Although it’s hard to tell for sure, Kantar said he thinks the moose calves might be albino: “If it’s true that they are, it’s extremely rare.”

They could also be piebald moose, he said, which are white with a few small brown specks. Still rare, they differ from albino animals that are pure white with pink or red eyes.

Kantar said he’s seen thousands of moose while working with wildlife in the Northeast United States, but he’s never come across any that are white.

“Moose researchers pass around photos, and every year or two, we’ll get a photo of a white or piebald moose come across our desk, but it’s not very often,” he said.

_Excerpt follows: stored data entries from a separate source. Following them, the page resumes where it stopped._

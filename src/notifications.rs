//! Push notifications for new transactions.
//!
//! Delivery goes through the [`PushNotifier`] capability so the client can be tested
//! without the network. [`ExpoPushClient`] is the production implementation.
//!
//! Notifications are best effort: a missing push token, disabled notifications or a
//! delivery failure is logged and never fails the transaction that triggered it.

use crate::{
    config::NotificationSettings,
    core::auth,
    entities::{TransactionKind, transaction},
    errors::Result,
};
use sea_orm::DatabaseConnection;
use serde::{Deserialize, Serialize};
use serde_json::json;
use std::future::Future;
use std::time::Duration;
use tracing::{debug, info, warn};

/// Title of every transaction notification.
pub const TRANSACTION_TITLE: &str = "New Transaction";

/// One push message in the Expo wire format.
#[derive(Debug, Clone, PartialEq, Serialize, Deserialize)]
pub struct PushMessage {
    /// Device push token
    pub to: String,
    /// Notification sound
    pub sound: String,
    /// Title line
    pub title: String,
    /// Body text
    pub body: String,
    /// Payload handed to the app when the notification is opened
    pub data: serde_json::Value,
}

impl PushMessage {
    /// Creates a message with the default sound.
    pub fn new(
        to: impl Into<String>,
        title: impl Into<String>,
        body: impl Into<String>,
        data: serde_json::Value,
    ) -> Self {
        Self {
            to: to.into(),
            sound: "default".to_string(),
            title: title.into(),
            body: body.into(),
            data,
        }
    }
}

/// Something that can deliver a push message.
pub trait PushNotifier: Send + Sync {
    /// Delivers one message.
    fn send(&self, message: &PushMessage) -> impl Future<Output = Result<()>> + Send;
}

/// Posts messages to the Expo push API.
#[derive(Debug, Clone)]
pub struct ExpoPushClient {
    http: reqwest::Client,
    endpoint: String,
}

impl ExpoPushClient {
    /// Builds a client for the configured endpoint and timeout.
    pub fn new(settings: &NotificationSettings) -> Result<Self> {
        let http = reqwest::Client::builder()
            .timeout(Duration::from_secs(settings.timeout_secs))
            .build()?;
        Ok(Self {
            http,
            endpoint: settings.push_endpoint.clone(),
        })
    }
}

impl PushNotifier for ExpoPushClient {
    async fn send(&self, message: &PushMessage) -> Result<()> {
        let response = self
            .http
            .post(&self.endpoint)
            .header(reqwest::header::ACCEPT, "application/json")
            .json(message)
            .send()
            .await?
            .error_for_status()?;
        let receipt: serde_json::Value = response.json().await?;
        debug!(%receipt, "Push notification sent");
        Ok(())
    }
}

/// Body text for a transaction notification, e.g. `"Bob lent you $40 - Groceries"`.
#[must_use]
pub fn transaction_notification_body(
    from_name: &str,
    kind: TransactionKind,
    amount: f64,
    description: &str,
) -> String {
    let verb = match kind {
        TransactionKind::Lent => "lent you",
        TransactionKind::Borrowed => "borrowed from you",
        TransactionKind::Shared => "shared an expense with you for",
    };
    format!("{from_name} {verb} ${amount} - {description}")
}

/// Builds the notification for a new transaction addressed to `push_token`.
#[must_use]
pub fn transaction_message(
    push_token: &str,
    from_name: &str,
    transaction: &transaction::Model,
) -> PushMessage {
    PushMessage::new(
        push_token,
        TRANSACTION_TITLE,
        transaction_notification_body(
            from_name,
            transaction.kind,
            transaction.amount,
            &transaction.description,
        ),
        json!({
            "roomId": transaction.room_id,
            "type": "transaction",
            "transactionId": transaction.id,
            "amount": transaction.amount,
            "kind": transaction.kind.as_str(),
            "description": transaction.description,
        }),
    )
}

/// Notifies the target of a new transaction. Returns whether a message was delivered.
///
/// Never fails: every problem is logged and reported as `false`.
pub async fn notify_transaction<N: PushNotifier>(
    db: &DatabaseConnection,
    notifier: &N,
    settings: &NotificationSettings,
    from_name: &str,
    transaction: &transaction::Model,
) -> bool {
    if !settings.enabled {
        debug!("Notifications disabled, skipping");
        return false;
    }

    let push_token = match auth::get_profile(db, &transaction.to_user_id).await {
        Ok(Some(profile)) => profile.push_token.filter(|t| !t.is_empty()),
        Ok(None) => None,
        Err(e) => {
            warn!("Error loading recipient profile: {}", e);
            return false;
        }
    };
    let Some(push_token) = push_token else {
        info!(user_id = %transaction.to_user_id, "No push token found for user");
        return false;
    };

    let message = transaction_message(&push_token, from_name, transaction);
    match notifier.send(&message).await {
        Ok(()) => true,
        Err(e) => {
            warn!("Error sending transaction notification: {}", e);
            false
        }
    }
}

Both albino and piebald moose are protected animals in parts of Canada where sightings are rare but have occurred, and legislation prohibits hunters from taking a moose that is predominantly white in color.

Other white moose have also been spotted in Alaska, where nearly one sixth of North America’s moose population resides. (Read “What’s a Ghost Moose? How Ticks Are Killing an Iconic Animal”)

Although they lack the typical brown coat, it’s unknown whether white and albino moose are at a disadvantage in the wild. The dark-colored coat makes them more difficult to see in a forest environment, Kantar said, but because there have also been sightings of adult moose with white coats, it may mean that cow moose—the mothers—have more responsibility when caring for young, white-coated offspring.

Most cow moose are highly protective of their newborn calves, and the probability of survival in the first month of life is dependent on how well the mother defends the calf from “anything that’s out there,” Kantar said.

Usually that means keeping young moose away from predators like wolves and bears.

“Does the color really matter?” Kantar said. “It might, but it all depends on where it’s at in the moose world.”